# CMOS Image Compression Sensor with Algorithmically-Multiplying ADCs

Alireza Nilchi, Joseph Aziz, and Roman Genov Department of Electrical and Computer Engineering University of Toronto, Toronto, Ontario, M5S 3G4, Canada Email: {alireza, joseph, roman}@eecg.utoronto.ca

Abstract—A 128×128 CMOS image compression sensor fabricated in a 0.35 $\mu$ m CMOS process is reported. It computes block-matrix and convolutional image transforms with digital kernels of up to 8×8 pixels directly on the focal plane. A pixel output is sampled only when the corresponding bit of the kernel coefficient is one. Bit-wise accumulation of adjacent pixel outputs in a column is performed by the switched-capacitor accumulator circuit.

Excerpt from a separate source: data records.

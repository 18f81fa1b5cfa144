//! Scripted media tool: writes fake outputs instead of running ffmpeg

#![allow(dead_code)]

use std::collections::HashMap;
use std::path::Path;
use std::sync::Mutex;

use async_trait::async_trait;
use mediacore::media::tool::{FrameGeometry, MediaTool, StreamType, ToolInvocation};
use mediacore::media::{ConversionError, ConversionResult};
use tokio_util::sync::CancellationToken;

type RunHook = Box<dyn FnOnce() + Send>;

pub struct ScriptedTool {
    runs: Mutex<Vec<ToolInvocation>>,
    /// Fired once, right before the first run of the named operation
    hooks: Mutex<HashMap<&'static str, RunHook>>,
    /// Operation names or argument fragments that make a run fail
    failures: Vec<String>,
    /// Bytes written for a given operation instead of the default placeholder
    outputs: HashMap<&'static str, Vec<u8>>,
    duration: f64,
    audio_streams: usize,
    subtitle_streams: usize,
    frames: Vec<Vec<u8>>,
}

impl Default for ScriptedTool {
    fn default() -> Self {
        Self {
            runs: Mutex::new(Vec::new()),
            hooks: Mutex::new(HashMap::new()),
            failures: Vec::new(),
            outputs: HashMap::new(),
            duration: 120.0,
            audio_streams: 1,
            subtitle_streams: 1,
            frames: Vec::new(),
        }
    }
}

impl ScriptedTool {
    pub fn new() -> Self {
        Self::default()
    }

    /// Fails every run whose operation equals `pattern` or whose arguments contain it
    pub fn failing_on(mut self, pattern: &str) -> Self {
        self.failures.push(pattern.to_string());
        self
    }

    pub fn with_output(mut self, operation: &'static str, bytes: Vec<u8>) -> Self {
        self.outputs.insert(operation, bytes);
        self
    }

    pub fn with_duration(mut self, seconds: f64) -> Self {
        self.duration = seconds;
        self
    }

    pub fn with_subtitle_streams(mut self, count: usize) -> Self {
        self.subtitle_streams = count;
        self
    }

    pub fn with_frames(mut self, frames: Vec<Vec<u8>>) -> Self {
        self.frames = frames;
        self
    }

    /// Runs `hook` before the next `operation` run. Settable after the
    /// harness is built, so the hook can capture pipeline state.
    pub fn before_run(&self, operation: &'static str, hook: impl FnOnce() + Send + 'static) {
        self.hooks.lock().unwrap().insert(operation, Box::new(hook));
    }

    pub fn runs(&self) -> Vec<ToolInvocation> {
        self.runs.lock().unwrap().clone()
    }

    pub fn operations(&self) -> Vec<&'static str> {
        self.runs.lock().unwrap().iter().map(|r| r.operation).collect()
    }

    fn should_fail(&self, invocation: &ToolInvocation) -> bool {
        let args = invocation.args_lossy();
        self.failures
            .iter()
            .any(|p| invocation.operation == p || args.iter().any(|a| a.contains(p.as_str())))
    }
}

#[async_trait]
impl MediaTool for ScriptedTool {
    async fn run(&self, invocation: &ToolInvocation) -> ConversionResult<()> {
        self.runs.lock().unwrap().push(invocation.clone());
        let hook = self.hooks.lock().unwrap().remove(invocation.operation);
        if let Some(hook) = hook {
            hook();
        }
        if self.should_fail(invocation) {
            return Err(ConversionError::ToolFailed(format!(
                "scripted failure of {}",
                invocation.operation
            )));
        }
        if let Some(parent) = invocation.output.parent() {
            tokio::fs::create_dir_all(parent).await?;
        }
        let bytes = self
            .outputs
            .get(invocation.operation)
            .cloned()
            .unwrap_or_else(|| format!("output of {}", invocation.operation).into_bytes());
        tokio::fs::write(&invocation.output, bytes).await?;
        Ok(())
    }

    async fn media_duration(&self, path: &Path) -> ConversionResult<f64> {
        if !path.exists() {
            return Err(ConversionError::InputNotFound(path.display().to_string()));
        }
        Ok(self.duration)
    }

    async fn count_streams(&self, _path: &Path, stream_type: StreamType) -> ConversionResult<usize> {
        Ok(match stream_type {
            StreamType::Video => 1,
            StreamType::Audio => self.audio_streams,
            StreamType::Subtitle => self.subtitle_streams,
        })
    }

    async fn scan_gray_frames(
        &self,
        _input: &Path,
        geometry: FrameGeometry,
        cancel: &CancellationToken,
        on_frame: &mut (dyn for<'f> FnMut(&'f [u8]) + Send),
    ) -> ConversionResult<usize> {
        for frame in &self.frames {
            if cancel.is_cancelled() {
                return Err(ConversionError::InvalidInput("scan cancelled".to_string()));
            }
            assert_eq!(frame.len(), geometry.frame_len(), "scripted frame has the wrong size");
            on_frame(frame);
        }
        Ok(self.frames.len())
    }
}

A column-parallel algorithmic multiplying ADC performs binary-weighted summation by adding the accumulator circuit outputs with cyclic residues of the same binary weight. The signal range is maintained by generating two bits per cycle. The imager performs three computations per pixel readout. Image compression experimental results at 30fps and 8-bit output resolution are presented.

#### I. INTRODUCTION

Image compression algorithms are computationally expensive as they employ spatial image transforms. Spatial image transforms such as block-matrix and convolutional transforms compute localized spatial weighted averages of pixel outputs. Examples of such transforms commonly employed in image compression are discrete wavelet transform (DWT) and discrete cosine transform (DCT). Conventional dedicated digital signal processors require significant power and silicon area to compute spatial image transforms in streaming video. The intrinsic parallelism of analog VLSI architectures yields high computational throughput, often beyond that of digital processors, allowing to perform spatial image processing in real-time with small power and area overhead. Direct onfocal-plane image compression yields the output data rate proportional to the mere information rate of the video frame, independent of the pixel array size.

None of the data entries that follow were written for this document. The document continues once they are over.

//! The single status message a job edits while it runs.

use crate::transport::{ChatRef, MessageRef, Transport};

pub struct Status<'a> {
    transport: &'a dyn Transport,
    chat: ChatRef,
    message: Option<MessageRef>,
    last_text: String,
}

impl<'a> Status<'a> {
    /// Posts a new status message
    pub async fn start(transport: &'a dyn Transport, chat: ChatRef, text: &str) -> Status<'a> {
        let message = match transport.send_text(chat, text).await {
            Ok(msg) => Some(msg),
            Err(e) => {
                log::warn!("Failed to send status message to {:?}: {}", chat, e);
                None
            }
        };
        Status {
            transport,
            chat,
            message,
            last_text: text.to_string(),
        }
    }

    /// Takes over an existing message (e.g. the one carrying the buttons)
    pub async fn reuse(
        transport: &'a dyn Transport,
        chat: ChatRef,
        origin: Option<MessageRef>,
        text: &str,
    ) -> Status<'a> {
        match origin {
            Some(message) => {
                let mut status = Status {
                    transport,
                    chat,
                    message: Some(message),
                    last_text: String::new(),
                };
                status.update(text).await;
                status
            }
            None => Self::start(transport, chat, text).await,
        }
    }

    pub fn message(&self) -> Option<MessageRef> {
        self.message
    }

    /// Edits the message; failures are logged, never propagated
    pub async fn update(&mut self, text: &str) {
        if text == self.last_text {
            return;
        }
        self.last_text = text.to_string();

        let Some(message) = self.message else {
            self.message = self.transport.send_text(self.chat, text).await.ok();
            return;
        };
        if let Err(e) = self.transport.edit_text(message, text).await {
            log::warn!("Failed to edit status message: {}", e);
        }
    }

    pub async fn fail(&mut self, detail: &str) {
        self.update(&format!("❌ Failed!\n\n{}", detail)).await;
    }

    pub async fn info(&mut self, detail: &str) {
        self.update(&format!("ℹ️ {}", detail)).await;
    }
}
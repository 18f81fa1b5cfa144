use r2d2::Pool;
use r2d2_sqlite::SqliteConnectionManager;

use super::migrations;
use crate::core::error::{AppError, AppResult};

/// Type alias for the database connection pool
pub type DbPool = Pool<SqliteConnectionManager>;

/// Type alias for a pooled database connection
pub type DbConnection = r2d2::PooledConnection<SqliteConnectionManager>;

/// Create a database connection pool and bring the schema up to date
///
/// # Arguments
///
/// * `database_path` - Path to the SQLite database file
pub fn create_pool(database_path: &str) -> AppResult<DbPool> {
    let manager = SqliteConnectionManager::file(database_path)
        .with_init(|conn| conn.execute_batch("PRAGMA journal_mode=WAL; PRAGMA foreign_keys=ON;"));
    let pool = Pool::builder()
        .max_size(10) // Maximum 10 connections in the pool
        .build(manager)?;

    let mut conn = pool.get()?;
    migrations::run_migrations(&mut conn)?;

    Ok(pool)
}

/// Get a connection from the pool
///
/// The connection is returned to the pool when dropped.
pub fn get_connection(pool: &DbPool) -> Result<DbConnection, r2d2::Error> {
    pool.get()
}

/// Runs blocking database work off the async executor
pub async fn with_connection<T, F>(pool: &DbPool, f: F) -> AppResult<T>
where
    T: Send + 'static,
    F: FnOnce(&DbConnection) -> AppResult<T> + Send + 'static,
{
    let pool = pool.clone();
    tokio::task::spawn_blocking(move || {
        let conn = get_connection(&pool)?;
        f(&conn)
    })
    .await
    .map_err(|e| AppError::Anyhow(anyhow::anyhow!("database task failed: {}", e)))?
}

#[cfg(test)]
mod tests {
    use super::*;
    use tempfile::tempdir;

    #[tokio::test]
    async fn test_pool_runs_migrations_and_queries() {
        let dir = tempdir().unwrap();
        let path = dir.path().join("settings.sqlite");
        let pool = create_pool(path.to_str().unwrap()).unwrap();

        let count: i64 = with_connection(&pool, |conn| {
            Ok(conn.query_row("SELECT COUNT(*) FROM user_settings", [], |row| row.get(0))?)
        })
        .await
        .unwrap();
        assert_eq!(count, 0);
    }
}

Analog VLSI implementations of on-focal-plane image compression include capacitor banks, current-mode weighted averaging, and floating gate circuits [1]-[3]. Capacitor bank implementations use charge sharing to compute weighted sum and difference [1] but may have limited scalability. Currentmode weighted averaging implementations [2] use zerolatency current-mode addition. Current-mode vector-matrix multiplication [3] architectures employ floating-gate arrays for block matrix storage to achieve high power efficiency. Purely analog implementations often suffer from limited accuracy and require an analog-to-digital converter.

On-focal-plane mixed-signal VLSI image compression combines the benefits of both analog and digital domains [4], [5]. Analog circuits perform area-efficient and low-power



Fig. 1. (a) Algorithmic ADC architecture. (b) Algorithmic multiplying ADC architecture.

computation directly on the focal plane, eliminating the need for an external processor. Digital components maintain high accuracy, sustain configurability and provide the output in a convenient digital format.

The presented mixed-signal VLSI CMOS image sensor computes block-matrix and convolutional image transforms of each video frame with programmable digital kernels of up to  $8 \times 8$  pixels, directly on the focal plane. It employs algorithmic multiplying analog-to-digital converters (MADCs) that perform spatial computation during pixel array readout, concurrently with quantization. The architecture is suitable for real-time large scale focal-plane video processing.

#### II. ARCHITECTURE AND VLSI CIRCUIT IMPLEMENTATION

The imager employs column-parallel algorithmic MADCs to multiply pixel outputs with their respective digital coefficients, as required in block-matrix and convolutional transforms. The architecture of the conventional algorithmic analog-to-digital converter (ADC) shown in Fig. 1 (a) is extended such that the cyclic residue is combined with a new input as shown in Fig. 1 (b) [6]. The input signal,  $V_{IN}$ , is multiplied by the bits of the kernel coefficient, C, sequentially from MSB to LSB. The outputs of the multiplexer are analog and binary-weighted, with their weight decreasing



Fig. 2. Architecture of one column of the image compression sensor.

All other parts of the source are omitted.